The battle-worn veteran returns from the combat zone, suffering from PTSD, and has difficulty readjusting to civilian life. This is a Hollywood image of trauma that doesn’t do full justice to the awful fact that trauma is quite commonplace.

In his book, “The Body Keeps The Score”, psychiatrist and trauma expert Bessel Van Der Kolk shows how trauma is experienced by a variety of people, amongst them: veterans, child abuse survivors, and victims of sexual assault or other violent crime. 

People who have experienced discrimination, due to different racial or gender or socio-economic backgrounds, will also have suffered trauma. So will those with physical disabilities or cognitive impairments. Even introverts in extroverted cultures. And so on. Trauma of varying degrees.
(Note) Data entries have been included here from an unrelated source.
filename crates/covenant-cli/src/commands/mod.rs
pub mod covenant;
use chrono::Utc;
use clap::{Args, ValueEnum};
use rust_decimal::Decimal;
use serde_json::Value;

use covenant_core::batch::{self, CovenantBatchInput, FailurePolicy, InMemorySink};
use covenant_core::covenant::{
    self, CovenantDefinition, CovenantEvaluationInput, CovenantOperator, CovenantType,
    CustomFormula, FigureField, FinancialFigures,
};

use crate::config::RunConfig;
use crate::input;

#[derive(Debug, Clone, Copy, ValueEnum)]
pub enum CovenantTypeArg {
    Leverage,
    InterestCoverage,
    FixedChargeCoverage,
    CurrentRatio,
    MinNetWorth,
    DebtServiceCoverage,
    Custom,
}

impl From<CovenantTypeArg> for CovenantType {
    fn from(arg: CovenantTypeArg) -> Self {
        match arg {
            CovenantTypeArg::Leverage => Self::Leverage,
            CovenantTypeArg::InterestCoverage => Self::InterestCoverage,
            CovenantTypeArg::FixedChargeCoverage => Self::FixedChargeCoverage,
            CovenantTypeArg::CurrentRatio => Self::CurrentRatio,
            CovenantTypeArg::MinNetWorth => Self::MinNetWorth,
            CovenantTypeArg::DebtServiceCoverage => Self::DebtServiceCoverage,
            CovenantTypeArg::Custom => Self::Custom,
        }
    }
}

#[derive(Debug, Clone, Copy, ValueEnum)]
pub enum OperatorArg {
    Max,
    Min,
}

impl From<OperatorArg> for CovenantOperator {
    fn from(arg: OperatorArg) -> Self {
        match arg {
            OperatorArg::Max => Self::Max,
            OperatorArg::Min => Self::Min,
        }
    }
}

#[derive(Debug, Clone, Copy, ValueEnum)]
pub enum FigureArg {
    Revenue,
    Ebitda,
    TotalDebt,
    InterestExpense,
    FixedCharges,
    CurrentAssets,
    CurrentLiabilities,
    NetWorth,
}

impl From<FigureArg> for FigureField {
    fn from(arg: FigureArg) -> Self {
        match arg {
            FigureArg::Revenue => Self::Revenue,
            FigureArg::Ebitda => Self::Ebitda,
            FigureArg::TotalDebt => Self::TotalDebt,
            FigureArg::InterestExpense => Self::InterestExpense,
            FigureArg::FixedCharges => Self::FixedCharges,
            FigureArg::CurrentAssets => Self::CurrentAssets,
            FigureArg::CurrentLiabilities => Self::CurrentLiabilities,
            FigureArg::NetWorth => Self::NetWorth,
        }
    }
}

#[derive(Debug, Clone, Copy, ValueEnum)]
pub enum PolicyArg {
    Skip,
    Abort,
}

impl From<PolicyArg> for FailurePolicy {
    fn from(arg: PolicyArg) -> Self {
        match arg {
            PolicyArg::Skip => Self::Skip,
            PolicyArg::Abort => Self::Abort,
        }
    }
}

/// Arguments for a single covenant test
#[derive(Args)]
#[command(allow_hyphen_values = true)]
pub struct EvaluateArgs {
    /// Path to JSON/YAML input file (overrides individual flags)
    #[arg(long)]
    pub input: Option<String>,

    /// Covenant type
    #[arg(long = "type", value_enum)]
    pub covenant_type: Option<CovenantTypeArg>,

    /// Whether the threshold is a ceiling (max) or a floor (min)
    #[arg(long, value_enum)]
    pub operator: Option<OperatorArg>,

    /// Threshold in force for the period
    #[arg(long)]
    pub threshold: Option<Decimal>,

    /// Numerator figure for a custom covenant
    #[arg(long, value_enum)]
    pub numerator: Option<FigureArg>,

    /// Denominator figure for a custom covenant (omit for an absolute test)
    #[arg(long, value_enum)]
    pub denominator: Option<FigureArg>,

    /// Revenue
    #[arg(long)]
    pub revenue: Option<Decimal>,

    /// EBITDA
    #[arg(long)]
    pub ebitda: Option<Decimal>,

    /// Total debt
    #[arg(long)]
    pub total_debt: Option<Decimal>,

    /// Interest expense
    #[arg(long)]
    pub interest_expense: Option<Decimal>,

    /// Fixed charges
    #[arg(long)]
    pub fixed_charges: Option<Decimal>,

    /// Current assets
    #[arg(long)]
    pub current_assets: Option<Decimal>,

    /// Current liabilities
    #[arg(long)]
    pub current_liabilities: Option<Decimal>,

    /// Tangible net worth
    #[arg(long)]
    pub net_worth: Option<Decimal>,
}

/// Arguments for a portfolio test run
#[derive(Args)]
pub struct RunTestsArgs {
    /// Path to JSON/YAML batch file (covenants, periods)
    #[arg(long)]
    pub input: Option<String>,

    /// Path to YAML run configuration
    #[arg(long)]
    pub config: Option<String>,

    /// Failure handling for individual covenant tests (overrides input and config)
    #[arg(long, value_enum)]
    pub policy: Option<PolicyArg>,
}

pub fn run_evaluate(args: EvaluateArgs) -> Result<Value, Box<dyn std::error::Error>> {
    let eval_input: CovenantEvaluationInput = if let Some(ref path) = args.input {
        input::file::read_document(path)?
    } else if let Some(data) = input::stdin::read_stdin()? {
        data
    } else {
        input_from_flags(&args)?
    };

    let result = covenant::evaluate_covenant(&eval_input)?;
    Ok(serde_json::to_value(result)?)
}

pub fn run_tests(args: RunTestsArgs) -> Result<Value, Box<dyn std::error::Error>> {
    let mut batch_input: CovenantBatchInput = if let Some(ref path) = args.input {
        input::file::read_document(path)?
    } else if let Some(data) = input::stdin::read_stdin()? {
        data
    } else {
        return Err("--input file is required for run-tests".into());
    };

    let config = RunConfig::load(args.config.as_deref())?;
    apply_run_settings(&mut batch_input, &config, args.policy);

    let mut sink = InMemorySink::new();
    let result = batch::run_covenant_tests(&batch_input, &mut sink)?;

    let mut value = serde_json::to_value(result)?;
    if let Value::Object(ref mut map) = value {
        map.insert("alerts".into(), serde_json::to_value(&sink.alerts)?);
    }
    Ok(value)
}

/// Precedence: `--policy` flag, then config file, then the input file.
/// A missing timestamp falls back to config, then the current time.
fn apply_run_settings(input: &mut CovenantBatchInput, config: &RunConfig, policy: Option<PolicyArg>) {
    if let Some(p) = policy.map(FailurePolicy::from).or(config.failure_policy) {
        input.failure_policy = p;
    }
    if input.tested_at.is_none() {
        input.tested_at = Some(config.tested_at.unwrap_or_else(Utc::now));
    }
}

fn input_from_flags(args: &EvaluateArgs) -> Result<CovenantEvaluationInput, Box<dyn std::error::Error>> {
    let covenant_type: CovenantType = args
        .covenant_type
        .ok_or("--type is required (or provide --input)")?
        .into();
    let operator = args
        .operator
        .ok_or("--operator is required (or provide --input)")?
        .into();
    let threshold = args
        .threshold
        .ok_or("--threshold is required (or provide --input)")?;

    let formula = match (covenant_type, args.numerator) {
        (CovenantType::Custom, Some(numerator)) => Some(CustomFormula {
            numerator: numerator.into(),
            denominator: args.denominator.map(FigureField::from),
        }),
        (CovenantType::Custom, None) => {
            return Err("--numerator is required for custom covenants".into());
        }
        _ => None,
    };

    Ok(CovenantEvaluationInput {
        covenant: CovenantDefinition {
            covenant_type,
            operator,
            threshold,
            formula,
        },
        figures: FinancialFigures {
            revenue: args.revenue,
            ebitda: args.ebitda,
            total_debt: args.total_debt,
            interest_expense: args.interest_expense,
            fixed_charges: args.fixed_charges,
            current_assets: args.current_assets,
            current_liabilities: args.current_liabilities,
            net_worth: args.net_worth,
        },
    })
}
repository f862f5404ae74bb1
use rust_decimal::Decimal;
use thiserror::Error;

#[derive(Debug, Error)]
pub enum CovenantError {
    #[error("Missing input: {covenant} requires '{field}'")]
    MissingInput { covenant: String, field: String },

    #[error("Invalid threshold: {threshold} cannot be used as a covenant limit")]
    InvalidThreshold { threshold: Decimal },

    #[error("Division by zero in {context}")]
    DivisionByZero { context: String },

    #[error("Unsupported covenant: {0}")]
    UnsupportedCovenant(String),

    #[error("Invalid input: {field} — {reason}")]
    InvalidInput { field: String, reason: String },

    #[error("Insufficient data: {0}")]
    InsufficientData(String),

    #[error("Date error: {0}")]
    DateError(String),
}

impl CovenantError {
    /// Short machine-readable kind, stable across releases.
    pub fn kind(&self) -> &'static str {
        match self {
            Self::MissingInput { .. } => "missing_input",
            Self::InvalidThreshold { .. } => "invalid_threshold",
            Self::DivisionByZero { .. } => "division_by_zero",
            Self::UnsupportedCovenant(_) => "unsupported_covenant",
            Self::InvalidInput { .. } => "invalid_input",
            Self::InsufficientData(_) => "insufficient_data",
            Self::DateError(_) => "date_error",
        }
    }
}
mod commands;
mod config;
mod input;
mod output;

use clap::{Parser, Subcommand, ValueEnum};
use colored::Colorize;
use std::process;
use tracing_subscriber::EnvFilter;

use commands::covenant::{EvaluateArgs, RunTestsArgs};

/// Loan covenant compliance testing
#[derive(Parser)]
#[command(
    name = "covmon",
    version,
    about = "Loan covenant compliance testing",
    long_about = "Evaluates financial covenants (leverage, interest coverage, fixed charge \
                  coverage, current ratio, minimum net worth, custom ratios) against a \
                  borrower's reported figures with decimal precision, and classifies each \
                  test as compliant, warning or breach."
)]
struct Cli {
    #[command(subcommand)]
    command: Commands,

    /// Output format
    #[arg(long, default_value = "json", global = true)]
    output: OutputFormat,

    /// Log at debug level (RUST_LOG takes precedence)
    #[arg(short, long, global = true)]
    verbose: bool,
}

#[derive(Subcommand)]
enum Commands {
    /// Test one covenant against one period's figures
    Evaluate(EvaluateArgs),
    /// Test a portfolio of covenants against reported periods
    RunTests(RunTestsArgs),
    /// Print version information
    Version,
}

#[derive(Debug, Clone, ValueEnum)]
pub enum OutputFormat {
    Json,
    Table,
    Csv,
    Minimal,
}

fn init_logging(verbose: bool) {
    let default = if verbose { "debug" } else { "warn" };
    let filter = EnvFilter::try_from_default_env().unwrap_or_else(|_| EnvFilter::new(default));
    tracing_subscriber::fmt()
        .with_env_filter(filter)
        .with_writer(std::io::stderr)
        .init();
}

fn main() {
    let cli = Cli::parse();
    init_logging(cli.verbose);

    let result: Result<serde_json::Value, Box<dyn std::error::Error>> = match cli.command {
        Commands::Evaluate(args) => commands::covenant::run_evaluate(args),
        Commands::RunTests(args) => commands::covenant::run_tests(args),
        Commands::Version => {
            println!("covmon {}", env!("CARGO_PKG_VERSION"));
            return;
        }
    };

    match result {
        Ok(value) => {
            output::format_output(&cli.output, &value);
            process::exit(0);
        }
        Err(e) => {
            tracing::debug!(error = %e, "command failed");
            eprintln!("{}: {}", "error".red().bold(), e);
            process::exit(1);
        }
    }
}
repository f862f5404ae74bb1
pub mod csv_out;
pub mod json;
pub mod minimal;
pub mod table;

use crate::OutputFormat;
use serde_json::Value;

/// Dispatch output to the appropriate formatter.
pub fn format_output(format: &OutputFormat, value: &Value) {
    match format {
        OutputFormat::Json => json::print_json(value),
        OutputFormat::Table => table::print_table(value),
        OutputFormat::Csv => csv_out::print_csv(value),
        OutputFormat::Minimal => minimal::print_minimal(value),
    }
}

/// The computation result inside the output envelope, or the value itself.
pub(crate) fn result_of(value: &Value) -> &Value {
    value
        .as_object()
        .and_then(|m| m.get("result"))
        .unwrap_or(value)
}

/// Render a scalar JSON value as plain text.
pub(crate) fn plain(value: &Value) -> String {
    match value {
        Value::String(s) => s.clone(),
        Value::Number(n) => n.to_string(),
        Value::Bool(b) => b.to_string(),
        Value::Null => String::new(),
        _ => serde_json::to_string(value).unwrap_or_default(),
    }
}
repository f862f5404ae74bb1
use serde_json::Value;

use super::{plain, result_of};

/// Print just the headline answer: the status of a single test, or the
/// status counts of a batch run.
pub fn print_minimal(value: &Value) {
    println!("{}", headline(result_of(value)));
}

fn headline(result: &Value) -> String {
    if let Some(status) = result.get("status") {
        return plain(status);
    }

    if result.get("records").is_some() {
        let failed = result["failures"].as_array().map_or(0, Vec::len);
        return format!(
            "compliant={} warning={} breach={} failed={}",
            plain(&result["compliant_count"]),
            plain(&result["warning_count"]),
            plain(&result["breach_count"]),
            failed,
        );
    }

    plain(result)
}
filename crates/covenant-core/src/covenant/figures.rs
use serde::{Deserialize, Serialize};

use crate::{types::*, CovenantError, CovenantResult};

/// Raw figures reported for one financial period.
///
/// Every figure is optional: `None` means "not supplied", which is not the
/// same thing as zero. The evaluator rejects a missing figure it needs rather
/// than assuming a value for it.
#[derive(Debug, Clone, Default, PartialEq, Eq, Serialize, Deserialize)]
pub struct FinancialFigures {
    #[serde(default, skip_serializing_if = "Option::is_none")]
    pub revenue: Option<Money>,
    #[serde(default, skip_serializing_if = "Option::is_none")]
    pub ebitda: Option<Money>,
    #[serde(default, skip_serializing_if = "Option::is_none")]
    pub total_debt: Option<Money>,
    #[serde(default, skip_serializing_if = "Option::is_none")]
    pub interest_expense: Option<Money>,
    #[serde(default, skip_serializing_if = "Option::is_none")]
    pub fixed_charges: Option<Money>,
    #[serde(default, skip_serializing_if = "Option::is_none")]
    pub current_assets: Option<Money>,
    #[serde(default, skip_serializing_if = "Option::is_none")]
    pub current_liabilities: Option<Money>,
    #[serde(default, skip_serializing_if = "Option::is_none")]
    pub net_worth: Option<Money>,
}

/// Names a single figure in `FinancialFigures`.
#[derive(Debug, Clone, Copy, Serialize, Deserialize, PartialEq, Eq, Hash)]
#[serde(rename_all = "snake_case")]
pub enum FigureField {
    Revenue,
    Ebitda,
    TotalDebt,
    InterestExpense,
    FixedCharges,
    CurrentAssets,
    CurrentLiabilities,
    NetWorth,
}

impl FigureField {
    pub fn as_str(&self) -> &'static str {
        match self {
            Self::Revenue => "revenue",
            Self::Ebitda => "ebitda",
            Self::TotalDebt => "total_debt",
            Self::InterestExpense => "interest_expense",
            Self::FixedCharges => "fixed_charges",
            Self::CurrentAssets => "current_assets",
            Self::CurrentLiabilities => "current_liabilities",
            Self::NetWorth => "net_worth",
        }
    }
}

impl std::fmt::Display for FigureField {
    fn fmt(&self, f: &mut std::fmt::Formatter<'_>) -> std::fmt::Result {
        write!(f, "{}", self.as_str())
    }
}

impl FinancialFigures {
    pub fn get(&self, field: FigureField) -> Option<Money> {
        match field {
            FigureField::Revenue => self.revenue,
            FigureField::Ebitda => self.ebitda,
            FigureField::TotalDebt => self.total_debt,
            FigureField::InterestExpense => self.interest_expense,
            FigureField::FixedCharges => self.fixed_charges,
            FigureField::CurrentAssets => self.current_assets,
            FigureField::CurrentLiabilities => self.current_liabilities,
            FigureField::NetWorth => self.net_worth,
        }
    }

    /// Fetch a figure that `covenant` cannot be tested without.
    pub fn require(&self, field: FigureField, covenant: &str) -> CovenantResult<Money> {
        self.get(field).ok_or_else(|| CovenantError::MissingInput {
            covenant: covenant.to_string(),
            field: field.as_str().to_string(),
        })
    }
}

#[cfg(test)]
mod tests {
    use super::*;
    use rust_decimal::Decimal;
    use rust_decimal_macros::dec;

    #[test]
    fn test_absent_fields_deserialize_as_missing() {
        let figures: FinancialFigures =
            serde_json::from_str(r#"{"ebitda":"12450000","total_debt":null}"#).unwrap();
        assert_eq!(figures.ebitda, Some(dec!(12_450_000)));
        assert_eq!(figures.total_debt, None);
        assert_eq!(figures.net_worth, None);
    }

    #[test]
    fn test_zero_is_not_missing() {
        let figures = FinancialFigures {
            interest_expense: Some(Decimal::ZERO),
            ..Default::default()
        };
        assert_eq!(
            figures.require(FigureField::InterestExpense, "interest_coverage").unwrap(),
            Decimal::ZERO
        );
    }

    #[test]
    fn test_require_names_missing_field() {
        let figures = FinancialFigures::default();
        let err = figures.require(FigureField::TotalDebt, "leverage").unwrap_err();
        match err {
            CovenantError::MissingInput { covenant, field } => {
                assert_eq!(covenant, "leverage");
                assert_eq!(field, "total_debt");
            }
            other => panic!("Expected MissingInput, got {other:?}"),
        }
    }
}
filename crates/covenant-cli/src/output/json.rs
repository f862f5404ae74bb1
use serde_json::Value;

/// Print JSON to stdout: indented for a terminal, one line when piped.
pub fn print_json(value: &Value) {
    let rendered = if atty::is(atty::Stream::Stdout) {
        serde_json::to_string_pretty(value)
    } else {
        serde_json::to_string(value)
    };
    match rendered {
        Ok(s) => println!("{}", s),
        Err(e) => eprintln!("JSON serialization error: {}", e),
    }
}
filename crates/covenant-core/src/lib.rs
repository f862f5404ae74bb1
pub mod error;
pub mod types;

#[cfg(feature = "evaluator")]
pub mod covenant;

#[cfg(feature = "schedule")]
pub mod schedule;

#[cfg(feature = "batch")]
pub mod batch;

pub use error::CovenantError;
pub use types::*;

/// Standard result type for all covenant operations
pub type CovenantResult<T> = Result<T, CovenantError>;
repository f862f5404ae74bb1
use rust_decimal::Decimal;
use serde::{Deserialize, Serialize};

/// All monetary values. Wraps Decimal to prevent accidental f64 usage.
pub type Money = Decimal;

/// Percentages expressed on a 0-100 scale (15 = 15%). Headroom is always
/// reported this way.
pub type Percent = Decimal;

/// Standard computation output envelope
#[derive(Debug, Clone, Serialize, Deserialize)]
pub struct ComputationOutput<T: Serialize> {
    pub result: T,
    pub methodology: String,
    pub assumptions: serde_json::Value,
    pub warnings: Vec<String>,
    pub metadata: ComputationMetadata,
}

/// Metadata for every computation
#[derive(Debug, Clone, Serialize, Deserialize)]
pub struct ComputationMetadata {
    pub version: String,
    pub computation_time_us: u64,
    pub precision: String,
}

/// Helper to wrap computation results with metadata
pub fn with_metadata<T: Serialize>(
    methodology: &str,
    assumptions: &impl Serialize,
    warnings: Vec<String>,
    elapsed_us: u64,
    result: T,
) -> ComputationOutput<T> {
    ComputationOutput {
        result,
        methodology: methodology.to_string(),
        assumptions: serde_json::to_value(assumptions).unwrap_or_default(),
        warnings,
        metadata: ComputationMetadata {
            version: env!("CARGO_PKG_VERSION").to_string(),
            computation_time_us: elapsed_us,
            precision: "rust_decimal_128bit".to_string(),
        },
    }
}
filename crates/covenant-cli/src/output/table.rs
use colored::Colorize;
use serde_json::Value;
use tabled::{builder::Builder, Table};

use super::{plain, result_of};

const RECORD_COLUMNS: [(&str, &str); 7] = [
    ("Covenant", "covenant_name"),
    ("Loan", "loan_id"),
    ("Period End", "period_end_date"),
    ("Value", "calculated_value"),
    ("Threshold", "threshold"),
    ("Headroom %", "headroom_percentage"),
    ("Status", "status"),
];

/// Format output as tables: one row per covenant test for batch runs, a
/// field/value table for a single evaluation.
pub fn print_table(value: &Value) {
    let result = result_of(value);

    match result.get("records") {
        Some(Value::Array(records)) => print_batch(result, records),
        _ => print_fields(result),
    }

    if let Some(Value::Array(alerts)) = value.get("alerts") {
        if !alerts.is_empty() {
            println!("\nAlerts:");
            for alert in alerts {
                let severity = plain(&alert["severity"]);
                let line = format!("  [{}] {}", severity, plain(&alert["message"]));
                if severity == "high" {
                    println!("{}", line.red());
                } else {
                    println!("{}", line.yellow());
                }
            }
        }
    }

    if let Some(Value::Array(warnings)) = value.get("warnings") {
        if !warnings.is_empty() {
            println!("\nWarnings:");
            for w in warnings.iter().filter_map(Value::as_str) {
                println!("  - {}", w);
            }
        }
    }

    if let Some(Value::String(meth)) = value.get("methodology") {
        println!("\nMethodology: {}", meth);
    }
}

fn print_fields(result: &Value) {
    let Value::Object(map) = result else {
        println!("{}", plain(result));
        return;
    };

    let mut builder = Builder::default();
    builder.push_record(["Field", "Value"]);
    for (key, val) in map {
        builder.push_record([key.as_str(), &plain(val)]);
    }
    println!("{}", Table::from(builder));

    if let Some(status) = map.get("status").and_then(Value::as_str) {
        println!("\nStatus: {}", colour_status(status));
    }
}

fn print_batch(result: &Value, records: &[Value]) {
    if records.is_empty() {
        println!("(no covenant tests recorded)");
    } else {
        let mut builder = Builder::default();
        builder.push_record(RECORD_COLUMNS.iter().map(|(header, _)| *header));
        for record in records {
            builder.push_record(RECORD_COLUMNS.iter().map(|(_, key)| record_cell(record, key)));
        }
        println!("{}", Table::from(builder));
    }

    if let Some(Value::Array(failures)) = result.get("failures") {
        if !failures.is_empty() {
            let mut builder = Builder::default();
            builder.push_record(["Covenant", "Period", "Kind", "Reason"]);
            for f in failures {
                builder.push_record([
                    plain(&f["covenant_id"]),
                    plain(&f["period_id"]),
                    plain(&f["kind"]),
                    plain(&f["message"]),
                ]);
            }
            println!("\nFailed tests:\n{}", Table::from(builder));
        }
    }

    println!(
        "\n{} compliant, {} warning, {} breach, {} failed",
        plain(&result["compliant_count"]).green(),
        plain(&result["warning_count"]).yellow(),
        plain(&result["breach_count"]).red(),
        result["failures"].as_array().map_or(0, Vec::len),
    );
}

/// Cells come from the record itself or its nested `result`.
fn record_cell(record: &Value, key: &str) -> String {
    record
        .get(key)
        .or_else(|| record.get("result").and_then(|r| r.get(key)))
        .map(plain)
        .unwrap_or_default()
}

fn colour_status(status: &str) -> String {
    match status {
        "compliant" => status.green().to_string(),
        "warning" => status.yellow().to_string(),
        "breach" => status.red().bold().to_string(),
        other => other.to_string(),
    }
}

#[cfg(test)]
mod tests {
    use super::*;
    use serde_json::json;

    #[test]
    fn test_record_cell_reads_nested_result() {
        let record = json!({
            "covenant_name": "Max Total Leverage",
            "threshold": "4.0",
            "result": { "status": "warning", "headroom_percentage": "4.0" }
        });
        assert_eq!(record_cell(&record, "covenant_name"), "Max Total Leverage");
        assert_eq!(record_cell(&record, "status"), "warning");
        assert_eq!(record_cell(&record, "headroom_percentage"), "4.0");
        assert_eq!(record_cell(&record, "loan_id"), "");
    }
}
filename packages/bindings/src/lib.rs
use napi::Result as NapiResult;
use napi_derive::napi;
use serde::Serialize;

use covenant_core::batch::{CovenantBatchInput, CovenantBatchOutput, InMemorySink};
use covenant_core::covenant::CovenantEvaluationInput;
use covenant_core::ComputationOutput;

/// Convert any Display error into a napi::Error.
fn to_napi_error(e: impl std::fmt::Display) -> napi::Error {
    napi::Error::from_reason(e.to_string())
}

// ---------------------------------------------------------------------------
// Single covenant test
// ---------------------------------------------------------------------------

#[napi]
pub fn evaluate_covenant(input_json: String) -> NapiResult<String> {
    let input: CovenantEvaluationInput =
        serde_json::from_str(&input_json).map_err(to_napi_error)?;
    let output = covenant_core::covenant::evaluate_covenant(&input).map_err(to_napi_error)?;
    serde_json::to_string(&output).map_err(to_napi_error)
}

// ---------------------------------------------------------------------------
// Batch run
// ---------------------------------------------------------------------------

/// Batch envelope plus the alert drafts the dashboard persists alongside the
/// test records.
#[derive(Serialize)]
struct BatchResponse {
    #[serde(flatten)]
    output: ComputationOutput<CovenantBatchOutput>,
    alerts: Vec<covenant_core::batch::AlertDraft>,
}

#[napi]
pub fn run_covenant_tests(input_json: String) -> NapiResult<String> {
    let input: CovenantBatchInput = serde_json::from_str(&input_json).map_err(to_napi_error)?;
    let mut sink = InMemorySink::new();
    let output =
        covenant_core::batch::run_covenant_tests(&input, &mut sink).map_err(to_napi_error)?;
    let response = BatchResponse {
        output,
        alerts: sink.alerts,
    };
    serde_json::to_string(&response).map_err(to_napi_error)
}
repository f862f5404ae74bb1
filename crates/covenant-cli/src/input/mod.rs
pub mod file;
pub mod stdin;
Trauma is a psychological phenomenon, something that affects the way in which the mind works. And, as is apparent from the title of the book, it’s also a physiological phenomenon, something that shows up in the body, even if the nature of the original trauma was not physical. Physical ill-health, as well as psycho-emotional disturbance, are the unfortunate and lingering effects of past trauma.

Relevance

What has any of this to do with you, as an investment professional? Well, Van Der Kolk’s book says nothing on the subject. But perhaps you could use it as an invitation to reconsider your snap judgement about the character deficiencies of a colleague, perhaps someone who might be off sick a lot, or another who might be excessively cranky. 

Given how prevalent trauma is, the chances are pretty good that someone in your team has suffered trauma of some sort. Rather than judging their behaviour as evidence of a character deficiency, you might relax that position and make space for a little compassion for what might have occurred in that person’s life. If they’ve been traumatised, they’re suffering enough already, and they don’t need your critical judgement to be added to their burdens.

Well, you might say, that’s all lovely and compassionate, but you’re in the hard game of beating a group of ferocious competitors, you don’t have time for any of this touchy-feely stuff. 

Invitation

Yah, okay, sure. But…The culture of your team is a significant variable in the competitive equation. Culture matters for performance. And the quality of the conversations between the members of your team is the connective tissue in the team’s culture. Conversations matter for culture, which matters for performance. There’s a direct line.

Improving the quality of the conversations begins with getting the other person. And if the other person has been traumatised and you fail to take account of that fact, you will not come close to getting them, and then your conversations will be lower quality, your culture will suffer and your results will be suboptimal. 

So compassion, I would argue, does have a place in your hard game. I would extend my argument to say that, because compassion is so difficult and so rare, it might be the very best place to develop a competitive advantage.

Trauma inflicts a lot of pain on those who experience it. But perhaps, wrapped in all the layers of pain, there may be a gift. That gift is the possibility of deeper human connection, and all the good things that flow from there, including better investment performance. The choice to discover the gift is entirely yours.

Reflection

  • How certain are you that none of the people in your team have been traumatised?
  • Who is showing signs of physiological or psychological difficulty?
  • How might you engage with this person now?